Saved entries:
....................

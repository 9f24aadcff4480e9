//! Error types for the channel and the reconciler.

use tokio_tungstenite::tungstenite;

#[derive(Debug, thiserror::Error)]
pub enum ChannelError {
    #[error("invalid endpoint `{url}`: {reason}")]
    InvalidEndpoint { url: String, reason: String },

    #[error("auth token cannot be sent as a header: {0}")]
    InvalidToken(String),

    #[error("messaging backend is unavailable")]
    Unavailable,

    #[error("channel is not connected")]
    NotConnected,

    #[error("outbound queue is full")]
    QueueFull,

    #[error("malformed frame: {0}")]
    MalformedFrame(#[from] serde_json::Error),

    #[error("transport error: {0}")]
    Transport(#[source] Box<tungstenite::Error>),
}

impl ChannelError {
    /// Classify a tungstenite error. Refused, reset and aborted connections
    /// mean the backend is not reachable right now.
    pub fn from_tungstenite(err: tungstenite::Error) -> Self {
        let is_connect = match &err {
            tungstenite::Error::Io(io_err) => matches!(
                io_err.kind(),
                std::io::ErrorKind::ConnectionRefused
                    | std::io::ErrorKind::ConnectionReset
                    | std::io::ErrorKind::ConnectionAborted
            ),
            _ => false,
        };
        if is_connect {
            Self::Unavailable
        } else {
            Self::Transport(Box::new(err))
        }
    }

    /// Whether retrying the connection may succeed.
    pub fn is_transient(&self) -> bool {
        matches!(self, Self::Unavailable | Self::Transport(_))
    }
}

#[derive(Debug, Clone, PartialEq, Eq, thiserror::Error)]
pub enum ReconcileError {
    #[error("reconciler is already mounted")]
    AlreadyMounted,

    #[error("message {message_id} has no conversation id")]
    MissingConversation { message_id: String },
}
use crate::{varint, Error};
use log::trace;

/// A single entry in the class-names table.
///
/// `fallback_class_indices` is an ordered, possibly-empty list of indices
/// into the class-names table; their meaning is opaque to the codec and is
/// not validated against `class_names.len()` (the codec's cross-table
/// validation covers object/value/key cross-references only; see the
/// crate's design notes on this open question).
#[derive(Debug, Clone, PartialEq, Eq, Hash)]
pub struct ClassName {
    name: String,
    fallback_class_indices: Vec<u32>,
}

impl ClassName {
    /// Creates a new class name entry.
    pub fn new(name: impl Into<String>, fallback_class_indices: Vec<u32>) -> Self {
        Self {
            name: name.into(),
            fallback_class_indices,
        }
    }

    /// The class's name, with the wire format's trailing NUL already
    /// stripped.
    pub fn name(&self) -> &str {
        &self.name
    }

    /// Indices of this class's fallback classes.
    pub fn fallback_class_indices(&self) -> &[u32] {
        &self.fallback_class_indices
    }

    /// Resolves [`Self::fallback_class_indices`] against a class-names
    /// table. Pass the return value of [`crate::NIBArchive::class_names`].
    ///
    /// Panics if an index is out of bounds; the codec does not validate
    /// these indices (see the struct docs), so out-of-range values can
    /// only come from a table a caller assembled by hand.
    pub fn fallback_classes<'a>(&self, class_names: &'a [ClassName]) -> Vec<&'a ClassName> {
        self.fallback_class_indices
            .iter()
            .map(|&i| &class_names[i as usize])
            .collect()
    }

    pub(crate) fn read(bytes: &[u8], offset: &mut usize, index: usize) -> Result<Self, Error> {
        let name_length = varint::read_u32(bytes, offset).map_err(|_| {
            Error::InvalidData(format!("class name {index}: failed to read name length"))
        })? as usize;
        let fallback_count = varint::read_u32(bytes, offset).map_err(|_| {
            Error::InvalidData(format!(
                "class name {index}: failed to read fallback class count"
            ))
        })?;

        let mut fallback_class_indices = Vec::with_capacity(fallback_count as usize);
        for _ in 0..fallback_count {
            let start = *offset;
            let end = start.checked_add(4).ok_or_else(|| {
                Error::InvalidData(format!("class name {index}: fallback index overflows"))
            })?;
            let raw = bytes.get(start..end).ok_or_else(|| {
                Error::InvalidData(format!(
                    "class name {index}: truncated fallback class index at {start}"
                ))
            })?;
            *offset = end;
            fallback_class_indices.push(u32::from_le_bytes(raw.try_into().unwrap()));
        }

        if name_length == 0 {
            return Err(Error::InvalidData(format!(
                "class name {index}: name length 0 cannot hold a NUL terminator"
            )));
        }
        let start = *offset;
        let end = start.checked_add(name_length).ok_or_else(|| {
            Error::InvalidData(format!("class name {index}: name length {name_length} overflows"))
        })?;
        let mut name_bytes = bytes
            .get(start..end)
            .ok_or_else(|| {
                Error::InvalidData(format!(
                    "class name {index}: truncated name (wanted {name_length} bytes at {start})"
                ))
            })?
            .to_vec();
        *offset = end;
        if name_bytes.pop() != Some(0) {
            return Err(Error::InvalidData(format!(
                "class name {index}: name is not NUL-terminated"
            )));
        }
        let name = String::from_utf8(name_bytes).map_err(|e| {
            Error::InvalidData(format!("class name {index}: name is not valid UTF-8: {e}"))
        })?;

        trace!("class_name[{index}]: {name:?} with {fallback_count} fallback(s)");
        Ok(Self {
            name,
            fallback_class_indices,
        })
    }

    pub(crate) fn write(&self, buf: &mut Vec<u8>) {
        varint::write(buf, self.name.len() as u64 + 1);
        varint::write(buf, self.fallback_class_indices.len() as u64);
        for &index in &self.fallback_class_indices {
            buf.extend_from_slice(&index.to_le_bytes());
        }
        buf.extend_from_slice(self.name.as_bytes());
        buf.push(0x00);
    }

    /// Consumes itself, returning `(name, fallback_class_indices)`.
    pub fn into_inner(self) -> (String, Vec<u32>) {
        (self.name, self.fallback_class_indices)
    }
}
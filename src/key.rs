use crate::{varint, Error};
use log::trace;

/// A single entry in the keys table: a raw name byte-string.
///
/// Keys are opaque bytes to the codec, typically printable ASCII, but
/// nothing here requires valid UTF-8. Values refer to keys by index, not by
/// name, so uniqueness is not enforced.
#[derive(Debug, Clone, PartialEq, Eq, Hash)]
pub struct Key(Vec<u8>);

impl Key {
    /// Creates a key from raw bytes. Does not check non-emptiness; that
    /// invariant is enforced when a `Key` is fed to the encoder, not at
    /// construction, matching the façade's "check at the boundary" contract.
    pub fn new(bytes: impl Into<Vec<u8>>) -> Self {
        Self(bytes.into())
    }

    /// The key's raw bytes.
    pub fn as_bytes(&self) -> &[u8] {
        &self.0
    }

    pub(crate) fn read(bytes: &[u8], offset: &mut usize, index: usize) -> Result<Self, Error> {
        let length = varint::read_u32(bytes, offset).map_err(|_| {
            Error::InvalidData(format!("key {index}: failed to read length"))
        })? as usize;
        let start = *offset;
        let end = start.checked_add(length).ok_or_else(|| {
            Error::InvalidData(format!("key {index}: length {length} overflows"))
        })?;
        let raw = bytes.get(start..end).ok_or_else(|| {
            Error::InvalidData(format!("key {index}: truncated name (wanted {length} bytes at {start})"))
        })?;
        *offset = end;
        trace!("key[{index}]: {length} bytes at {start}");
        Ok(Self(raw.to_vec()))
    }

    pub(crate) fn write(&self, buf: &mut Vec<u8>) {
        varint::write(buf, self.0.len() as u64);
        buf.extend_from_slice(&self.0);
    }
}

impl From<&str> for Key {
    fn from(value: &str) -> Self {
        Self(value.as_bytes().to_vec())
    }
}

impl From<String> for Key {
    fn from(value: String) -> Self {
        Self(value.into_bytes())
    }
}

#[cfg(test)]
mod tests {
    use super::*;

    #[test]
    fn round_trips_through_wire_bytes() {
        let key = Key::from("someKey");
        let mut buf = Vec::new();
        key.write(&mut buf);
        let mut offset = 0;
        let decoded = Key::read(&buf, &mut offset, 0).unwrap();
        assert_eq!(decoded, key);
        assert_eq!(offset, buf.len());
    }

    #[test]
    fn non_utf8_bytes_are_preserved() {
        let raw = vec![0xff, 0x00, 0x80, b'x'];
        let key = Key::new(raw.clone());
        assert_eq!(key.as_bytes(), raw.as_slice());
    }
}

....................

TASK BRIEF
Give only the number of lines in the data that hold the word "enforced".

REPLY TO THE EXERCISE
2